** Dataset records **
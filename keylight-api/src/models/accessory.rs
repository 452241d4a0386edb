use serde::{Deserialize, Serialize};

/// Body of `GET /elgato/accessory-info`.
///
/// Firmware revisions differ in which fields they report, so everything
/// defaults when absent.
#[derive(Debug, Default, Clone, PartialEq, Eq, Serialize, Deserialize)]
#[serde(default, rename_all = "camelCase")]
pub struct AccessoryInfo {
    pub product_name: String,
    pub hardware_board_type: u32,
    pub hardware_revision: String,
    pub mac_address: String,
    pub firmware_build_number: u32,
    pub firmware_version: String,
    pub serial_number: String,
    pub display_name: String,
    pub features: Vec<String>,
    #[serde(rename = "wifi-info", skip_serializing_if = "Option::is_none")]
    pub wifi_info: Option<WifiInfo>,
}

impl AccessoryInfo {
    /// Name to show for the light; the device leaves `displayName` empty
    /// until a user sets one.
    pub fn label(&self) -> &str {
        if self.display_name.is_empty() {
            &self.product_name
        } else {
            &self.display_name
        }
    }
}

#[derive(Debug, Default, Clone, PartialEq, Eq, Serialize, Deserialize)]
#[serde(default)]
pub struct WifiInfo {
    pub ssid: String,
    #[serde(rename = "frequencyMHz")]
    pub frequency_mhz: u32,
    pub rssi: i32,
}

/// Body of `PUT /elgato/accessory-info`.
#[derive(Debug, Clone, PartialEq, Eq, Serialize, Deserialize)]
#[serde(rename_all = "camelCase")]
pub struct DisplayNameUpdate {
    pub display_name: String,
}

#[cfg(test)]
mod tests {
    use super::*;

    #[test]
    fn test_parse_device_response() {
        let info: AccessoryInfo = serde_json::from_str(
            r#"{
                "productName": "Elgato Key Light",
                "hardwareBoardType": 53,
                "hardwareRevision": "0.1",
                "macAddress": "3C:6A:9D:00:11:22",
                "firmwareBuildNumber": 218,
                "firmwareVersion": "1.0.3",
                "serialNumber": "CW00A1B2C3",
                "displayName": "Desk",
                "features": ["lights"],
                "wifi-info": { "ssid": "home", "frequencyMHz": 2400, "rssi": -48 },
                "bt-info": { "broadcastMode": 0, "pairing": false, "paired": false }
            }"#,
        )
        .unwrap();

        assert_eq!(info.display_name, "Desk");
        assert_eq!(info.mac_address, "3C:6A:9D:00:11:22");
        assert_eq!(info.wifi_info.as_ref().map(|w| w.rssi), Some(-48));
        assert_eq!(info.label(), "Desk");
    }

    #[test]
    fn test_label_falls_back_to_product_name() {
        let info: AccessoryInfo =
            serde_json::from_str(r#"{"productName":"Elgato Key Light Air"}"#).unwrap();

        assert_eq!(info.label(), "Elgato Key Light Air");
        assert!(info.wifi_info.is_none());
    }

    #[test]
    fn test_display_name_update() {
        let body = serde_json::to_string(&DisplayNameUpdate {
            display_name: "Left".to_string(),
        })
        .unwrap();

        assert_eq!(body, r#"{"displayName":"Left"}"#);
    }
}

** ABOUT THIS TASK **
Of the entries above, how many lines hold the word "rssi"? Give back only that number.

** TASK ANSWER **
3